Der Akte des Sozialgerichts und der Niederschrift der Sitzung vom 6. März 2003 sind keine Anhaltspunkte für die Gründe der Klageerhebung zu entnehmen und damit auch nicht für einen Vortrag, dass eine Gesundheitsverschlechterung nicht vorliege. Nur dann wäre bei dem hier vorliegenden Zeitablauf eine Pflicht zur Ermittlung einer Gesundheitsverschlechterung von Amts wegen ausgeschieden.
Die Behauptung des Sozialgerichts, der Kläger könne trotz seiner Erkrankungen noch am Erwerbsleben teilnehmen und sei in der Lage, leichte körperliche Arbeiten in wechselnder Körperhaltung sechs Stunden und mehr zu verrichten, konnte lediglich mit dem Gutachten des Dr. K. belegt werden. Aktuelle Unterlagen lagen nicht vor. Die Behauptung zum aktuellen Gesundheitszustand des Klägers beinhaltet damit eine vorweggenommene Beweiswürdigung und einen Verstoß gegen den Amtsermittlungsgrundsatz des § 103 SGG.
Da das Sozialgericht damit das aktuelle Leistungsvermögen des Klägers aufgrund eigener Sachkunde beurteilt hat, hätte es zudem mitteilen müssen, aufgrund welcher Erkenntnisse und Erfahrungen diese beruht (Verstoß gegen § 128 SGG).
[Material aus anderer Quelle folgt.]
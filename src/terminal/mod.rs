//! Terminal output rendering

mod html;

pub use html::{escape_html, AnsiToMarkupConverter};
//! Bounded command execution
//!
//! Runs one command on a fresh exec channel and waits for the channel to
//! close. A non-zero exit status is not an error; only transport failures are.

use std::sync::Arc;

use serde::Serialize;
use tracing::debug;

use super::channel::ChannelEvent;
use crate::error::BridgeError;
use crate::ssh::Session;
use crate::terminal::AnsiToMarkupConverter;

/// Output of a command that ran to completion
#[derive(Debug, Clone, PartialEq, Eq, Serialize)]
pub struct CommandResult {
    /// Stdout followed by stderr, converted to markup when requested
    pub output_markup: String,
    /// The remote reported an exit status or end of output
    pub exit_observed: bool,
    /// Informational only
    pub exit_status: Option<u32>,
}

pub struct CommandExecutor {
    session: Arc<Session>,
}

impl CommandExecutor {
    pub fn new(session: Arc<Session>) -> Self {
        Self { session }
    }

    /// Run `command` to completion. There is no timeout: a command that never
    /// exits keeps the call pending.
    pub async fn run_once(
        &self,
        command: &str,
        render_markup: bool,
    ) -> Result<CommandResult, BridgeError> {
        if command.trim().is_empty() {
            return Err(BridgeError::invalid("No command provided"));
        }

        let transport = self.session.transport()?;
        debug!("Running command: {}", command);
        let mut channel = transport.open_exec(command).await?;

        let mut stdout = Vec::new();
        let mut stderr = Vec::new();
        let mut exit_status = None;
        let mut eof = false;

        loop {
            match channel.next_event().await {
                Ok(Some(ChannelEvent::Stdout(data))) => stdout.extend_from_slice(&data),
                Ok(Some(ChannelEvent::Stderr(data))) => stderr.extend_from_slice(&data),
                Ok(Some(ChannelEvent::ExitStatus(status))) => exit_status = Some(status),
                Ok(Some(ChannelEvent::Eof)) => eof = true,
                Ok(None) => break,
                Err(e) => {
                    channel.close().await;
                    return Err(e);
                }
            }
        }
        channel.close().await;

        debug!(
            "Command finished with status {:?}, {} bytes stdout, {} bytes stderr",
            exit_status,
            stdout.len(),
            stderr.len()
        );

        stdout.extend_from_slice(&stderr);
        let output_markup = if render_markup {
            AnsiToMarkupConverter::convert(&stdout)
        } else {
            String::from_utf8_lossy(&stdout).into_owned()
        };

        Ok(CommandResult {
            output_markup,
            exit_observed: exit_status.is_some() || eof,
            exit_status,
        })
    }
}
//! File browsing types

use std::collections::BTreeMap;

use serde::{Deserialize, Serialize};
use tempfile::TempPath;

/// What an entry is, after following symbolic links
#[derive(Debug, Clone, Copy, PartialEq, Eq, Serialize, Deserialize)]
#[serde(rename_all = "lowercase")]
pub enum EntryKind {
    File,
    Directory,
}

/// Result of a remote `stat`
#[derive(Debug, Clone, Copy, PartialEq, Eq)]
pub struct RemoteStat {
    pub kind: EntryKind,
    pub size: u64,
    /// The path itself is a symbolic link
    pub is_link: bool,
}

/// Raw directory entry as read from the remote, `.` and `..` included
#[derive(Debug, Clone, PartialEq, Eq)]
pub struct RemoteDirEntry {
    pub name: String,
    pub kind: EntryKind,
    pub size: u64,
    pub is_link: bool,
}

/// How `open_write` treats an existing file
#[derive(Debug, Clone, Copy, PartialEq, Eq)]
pub enum WriteMode {
    /// Create or truncate
    Truncate,
    /// Fail if the path already exists
    CreateNew,
}

/// One listed file or directory
#[derive(Debug, Clone, PartialEq, Eq, Serialize, Deserialize)]
pub struct DirectoryEntry {
    pub name: String,
    /// Forward-slash normalized full path
    pub path: String,
    pub size: u64,
    #[serde(rename = "type")]
    pub kind: EntryKind,
}

/// Directory listing, directories and files kept apart
#[derive(Debug, Clone, Default, PartialEq, Eq, Serialize, Deserialize)]
pub struct Listing {
    pub directories: Vec<DirectoryEntry>,
    pub files: Vec<DirectoryEntry>,
}

/// Kind of item created by `create_entry`
#[derive(Debug, Clone, Copy, PartialEq, Eq, Serialize, Deserialize)]
#[serde(rename_all = "lowercase")]
pub enum NewItemKind {
    File,
    #[serde(alias = "directory")]
    Folder,
}

/// A downloaded file or directory archive staged on local disk
///
/// The staging file is removed when the artifact is dropped.
#[derive(Debug)]
pub struct DownloadArtifact {
    pub local_file: TempPath,
    pub suggested_name: String,
    pub is_archive: bool,
}

/// First rows of one SQLite table
#[derive(Debug, Clone, Default, PartialEq, Serialize, Deserialize)]
pub struct TablePreview {
    pub columns: Vec<String>,
    pub rows: Vec<Vec<serde_json::Value>>,
}

/// Table name to preview
pub type DatabasePreview = BTreeMap<String, TablePreview>;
Dies ist nicht geschehen.
Diese aufgeführten erheblichen Verfahrensmängel rechtfertigen die Zurückverweisung des Rechtsstreites. Eine Entscheidung des Senats in der Sache würde dem Gebot eines effektiven Rechtsschutzes widersprechen. Dann würde den Beteiligten eine Instanz verloren gehen. Zudem wäre die Berufungsinstanz gezwungen, praktisch alle erstinstanzlichen Ermittlungen durchzuführen und deren Aufgaben wahrzunehmen. Durch die Zurückverweisung verbleibt den Beteiligten die Möglichkeit, ihren Anspruch ggf. in zwei Tatsacheninstanzen überprüfen zu lassen.
Die Vorinstanz wird zur Vorbereitung der erneuten Entscheidung den nunmehr vorliegenden Sachvortrag des Klägers berücksichtigen, eine Entbindung von der ärztlichen Schweigepflicht der behandelnden Ärzte anfordern, aktuelle Befundberichte der behandelnden Ärzte (zumindest Dr. L. und Dr. J.) einholen und - sofern sich aus diesen Anhaltspunkte für eine Verschlechterung, eine wesentliche Einschränkung auf einem anderen Fachgebiet oder eine Fehleinschätzung des Dr. K. ergeben - zusätzlich ein Gutachten nach § 106 SGG beauftragen.
Das Sozialgericht hat bei der erneuten erforderlichen Entscheidung über den Rechtsstreit auch über die Kosten des Berufungsverfahrens zu entscheiden.
Die Revision war nicht zuzulassen, weil die Voraussetzungen des § 160 Abs. 2 SGG nicht vorliegen.